Reorientation in Policy imperative
India spends only 17.3% on public health services as compared to UK that spends 95.6%, the US 44.1% and China 25%. An authoritative appraisal of health sector firmly blames the government for treating this sector shabbily. While the Union government budgetary allocation for health over the last decade has stood still at 1.3%, in the States it has dropped to 5.5% from 7%. Though Health is a state subject, there are many areas where the Centre has scope for intervention. It has a critical role to influence the health policies of the states, especially in disease prevention and health promotion. The poor are hard hit by ever-increasing price of drugs and lack of access to essential drugs. According to an estimate, India would require additional 7.5-lakh beds, from the current 15- lakh beds by 2012. These additional infrastructure facilities may require an estimated additional investment of anything around 10, 00,000 crore. A major part of this expenditure would have to be borne by the public sector as the low and middle income groups cannot afford to bear the cost of treatment in private health facilities. The government will have to promote the growth of private, social and community insurances to improve healthcare affordability for the people at large. Lessons can be learnt from Korea, Singapore and Brazil where insurance has become quite popular and helped the cause of healthcare. Indian pharmaceutical industry though quite big has not helped the poor people in getting adequate healthcare in rural areas. Government has an essential role to provide basic healthcare to underserved and deprived sections of society. Health is one of the most important assets a human being has. A higher awareness of the health of the people is necessary if sustainable growth is pursued. Factors like productivity and schooling are as important as health for the development of a country, where this last factor is sometimes not taken care of with the importance that it deserves.

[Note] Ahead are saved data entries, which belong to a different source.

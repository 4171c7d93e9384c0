use fractic_server_error::ServerError;

use crate::{
    entities::{Category, TransactionForm},
    errors::InvalidTransactionForm,
};

impl TransactionForm {
    /// Checks the form before anything is sent to a store. Categories unknown
    /// to the catalog are accepted as free labels.
    pub fn validate(&self, categories: &[Category]) -> Result<(), ServerError> {
        if self.description.trim().is_empty() {
            return Err(InvalidTransactionForm::new("description is required"));
        }
        if self.category_id.trim().is_empty() {
            return Err(InvalidTransactionForm::new("category is required"));
        }
        if !self.amount.is_finite() || self.amount == 0.0 {
            return Err(InvalidTransactionForm::with_debug(
                "amount must be a non-zero number",
                &self.amount,
            ));
        }
        match categories.iter().find(|c| c.id == self.category_id) {
            Some(category) if category.kind != self.kind => Err(InvalidTransactionForm::new(
                "category does not match the transaction type",
            )),
            _ => Ok(()),
        }
    }
}

#[cfg(test)]
mod tests {
    use chrono::NaiveDate;

    use crate::entities::{default_categories, TransactionType};

    use super::*;

    fn form() -> TransactionForm {
        TransactionForm {
            description: "Mercado".to_string(),
            amount: 120.0,
            kind: TransactionType::Expense,
            category_id: "Alimentação".to_string(),
            date: NaiveDate::from_ymd_opt(2024, 4, 1).unwrap(),
        }
    }

    #[test]
    fn accepts_complete_form() {
        assert!(form().validate(&default_categories()).is_ok());
    }

    #[test]
    fn rejects_missing_fields() {
        let categories = default_categories();

        let mut f = form();
        f.description = "  ".to_string();
        assert!(f.validate(&categories).is_err());

        let mut f = form();
        f.category_id = String::new();
        assert!(f.validate(&categories).is_err());

        let mut f = form();
        f.amount = 0.0;
        assert!(f.validate(&categories).is_err());

        let mut f = form();
        f.amount = f64::NAN;
        assert!(f.validate(&categories).is_err());
    }

    #[test]
    fn rejects_category_of_other_type() {
        let mut f = form();
        f.category_id = "Salário".to_string();
        assert!(f.validate(&default_categories()).is_err());

        f.kind = TransactionType::Income;
        assert!(f.validate(&default_categories()).is_ok());
    }

    #[test]
    fn accepts_custom_category_labels() {
        let mut f = form();
        f.category_id = "Pets".to_string();
        assert!(f.validate(&default_categories()).is_ok());
    }
}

Health can affect not just the economic health of a person, but of an entire nation. It is important to include investment in health as a tool of macroeconomic policy, due to the fact that differences in economic growth rates between countries have been significantly explained by health differences, showing that investment in health improves economic growth and is one of the few feasible options to destroy poverty traps. If we don’t do it, who will?